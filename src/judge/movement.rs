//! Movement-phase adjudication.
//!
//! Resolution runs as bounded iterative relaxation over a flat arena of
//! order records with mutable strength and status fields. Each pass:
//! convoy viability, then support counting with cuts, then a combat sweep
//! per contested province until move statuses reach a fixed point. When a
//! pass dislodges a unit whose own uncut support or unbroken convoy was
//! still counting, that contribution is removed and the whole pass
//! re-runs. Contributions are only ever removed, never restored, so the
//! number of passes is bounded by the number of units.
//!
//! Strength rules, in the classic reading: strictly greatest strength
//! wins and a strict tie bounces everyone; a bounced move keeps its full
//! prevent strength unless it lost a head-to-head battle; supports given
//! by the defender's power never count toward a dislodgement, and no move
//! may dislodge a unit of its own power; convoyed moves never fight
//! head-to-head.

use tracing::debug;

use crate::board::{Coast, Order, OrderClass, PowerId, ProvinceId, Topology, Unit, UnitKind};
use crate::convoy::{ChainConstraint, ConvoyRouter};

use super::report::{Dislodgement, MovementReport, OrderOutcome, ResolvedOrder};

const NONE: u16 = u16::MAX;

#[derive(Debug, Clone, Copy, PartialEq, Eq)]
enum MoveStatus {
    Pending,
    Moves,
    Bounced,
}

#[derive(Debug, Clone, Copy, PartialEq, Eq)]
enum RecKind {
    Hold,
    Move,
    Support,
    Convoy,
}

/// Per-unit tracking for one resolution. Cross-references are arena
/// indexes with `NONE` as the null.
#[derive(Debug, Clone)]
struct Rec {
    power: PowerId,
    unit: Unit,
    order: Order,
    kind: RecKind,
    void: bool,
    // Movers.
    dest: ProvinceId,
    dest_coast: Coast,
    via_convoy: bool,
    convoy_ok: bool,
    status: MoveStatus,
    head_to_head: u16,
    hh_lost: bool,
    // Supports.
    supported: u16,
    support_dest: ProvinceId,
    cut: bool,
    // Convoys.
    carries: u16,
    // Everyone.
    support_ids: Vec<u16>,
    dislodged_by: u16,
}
· · ·
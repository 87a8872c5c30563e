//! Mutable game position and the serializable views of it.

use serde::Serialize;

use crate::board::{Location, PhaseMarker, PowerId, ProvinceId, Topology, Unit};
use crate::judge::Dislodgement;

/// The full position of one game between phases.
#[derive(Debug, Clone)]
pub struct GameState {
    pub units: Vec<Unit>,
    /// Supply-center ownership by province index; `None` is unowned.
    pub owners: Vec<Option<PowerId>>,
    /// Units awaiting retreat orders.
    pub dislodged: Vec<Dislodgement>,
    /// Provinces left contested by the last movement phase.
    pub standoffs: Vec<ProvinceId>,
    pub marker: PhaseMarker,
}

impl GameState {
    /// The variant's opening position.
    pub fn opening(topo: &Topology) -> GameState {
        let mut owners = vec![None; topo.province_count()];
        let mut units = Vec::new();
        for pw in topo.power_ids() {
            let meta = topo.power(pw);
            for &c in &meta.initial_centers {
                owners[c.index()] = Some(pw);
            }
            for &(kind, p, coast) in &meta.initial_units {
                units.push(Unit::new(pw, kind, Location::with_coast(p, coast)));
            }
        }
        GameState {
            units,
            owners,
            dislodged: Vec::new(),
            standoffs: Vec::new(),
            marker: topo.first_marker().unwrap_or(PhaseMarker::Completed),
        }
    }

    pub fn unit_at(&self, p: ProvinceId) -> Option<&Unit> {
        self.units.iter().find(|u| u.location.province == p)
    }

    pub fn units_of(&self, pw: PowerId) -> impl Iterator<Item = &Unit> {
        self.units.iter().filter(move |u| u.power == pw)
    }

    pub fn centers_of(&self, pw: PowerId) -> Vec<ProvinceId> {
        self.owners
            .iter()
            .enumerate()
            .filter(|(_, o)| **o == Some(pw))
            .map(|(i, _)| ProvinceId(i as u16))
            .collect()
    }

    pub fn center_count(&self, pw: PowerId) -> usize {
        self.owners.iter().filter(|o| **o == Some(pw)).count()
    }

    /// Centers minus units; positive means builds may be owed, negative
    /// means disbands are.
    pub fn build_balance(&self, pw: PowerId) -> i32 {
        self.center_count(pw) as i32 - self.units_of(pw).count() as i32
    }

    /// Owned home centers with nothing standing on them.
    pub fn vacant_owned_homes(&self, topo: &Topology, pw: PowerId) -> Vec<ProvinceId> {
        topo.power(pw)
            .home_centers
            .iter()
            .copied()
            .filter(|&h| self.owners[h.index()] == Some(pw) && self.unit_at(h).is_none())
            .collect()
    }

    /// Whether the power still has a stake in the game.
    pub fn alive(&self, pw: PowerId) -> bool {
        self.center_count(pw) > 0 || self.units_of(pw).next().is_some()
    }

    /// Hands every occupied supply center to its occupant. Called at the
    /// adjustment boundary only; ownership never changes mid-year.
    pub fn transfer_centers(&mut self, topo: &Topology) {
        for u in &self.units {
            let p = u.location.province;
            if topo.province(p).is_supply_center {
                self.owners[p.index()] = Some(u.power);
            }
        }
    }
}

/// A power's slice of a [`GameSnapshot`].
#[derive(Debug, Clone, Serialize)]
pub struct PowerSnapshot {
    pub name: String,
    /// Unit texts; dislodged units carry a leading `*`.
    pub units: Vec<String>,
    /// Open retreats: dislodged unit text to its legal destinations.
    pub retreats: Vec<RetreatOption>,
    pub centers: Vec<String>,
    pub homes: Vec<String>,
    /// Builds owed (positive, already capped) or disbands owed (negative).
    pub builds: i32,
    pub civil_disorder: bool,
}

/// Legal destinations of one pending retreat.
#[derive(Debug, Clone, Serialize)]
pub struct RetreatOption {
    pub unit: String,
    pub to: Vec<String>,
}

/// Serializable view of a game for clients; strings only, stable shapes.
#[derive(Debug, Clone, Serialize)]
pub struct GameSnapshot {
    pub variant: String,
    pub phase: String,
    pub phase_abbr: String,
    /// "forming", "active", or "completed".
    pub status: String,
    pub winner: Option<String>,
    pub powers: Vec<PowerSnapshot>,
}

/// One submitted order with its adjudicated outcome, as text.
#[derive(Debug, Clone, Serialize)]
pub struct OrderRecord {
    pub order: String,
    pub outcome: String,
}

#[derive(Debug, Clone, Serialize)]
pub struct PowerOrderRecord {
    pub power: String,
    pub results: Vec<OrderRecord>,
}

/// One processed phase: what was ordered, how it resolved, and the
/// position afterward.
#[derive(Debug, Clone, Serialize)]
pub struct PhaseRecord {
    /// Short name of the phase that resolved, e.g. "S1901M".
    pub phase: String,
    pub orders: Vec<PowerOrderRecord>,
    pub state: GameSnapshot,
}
· · ·
-- THE PROBLEM --
Scan the material above for the string "that", and copy every line where it is found.

-- SOLUTION BELOW --
//! still counting, that contribution is removed and the whole pass
    /// Short name of the phase that resolved, e.g. "S1901M".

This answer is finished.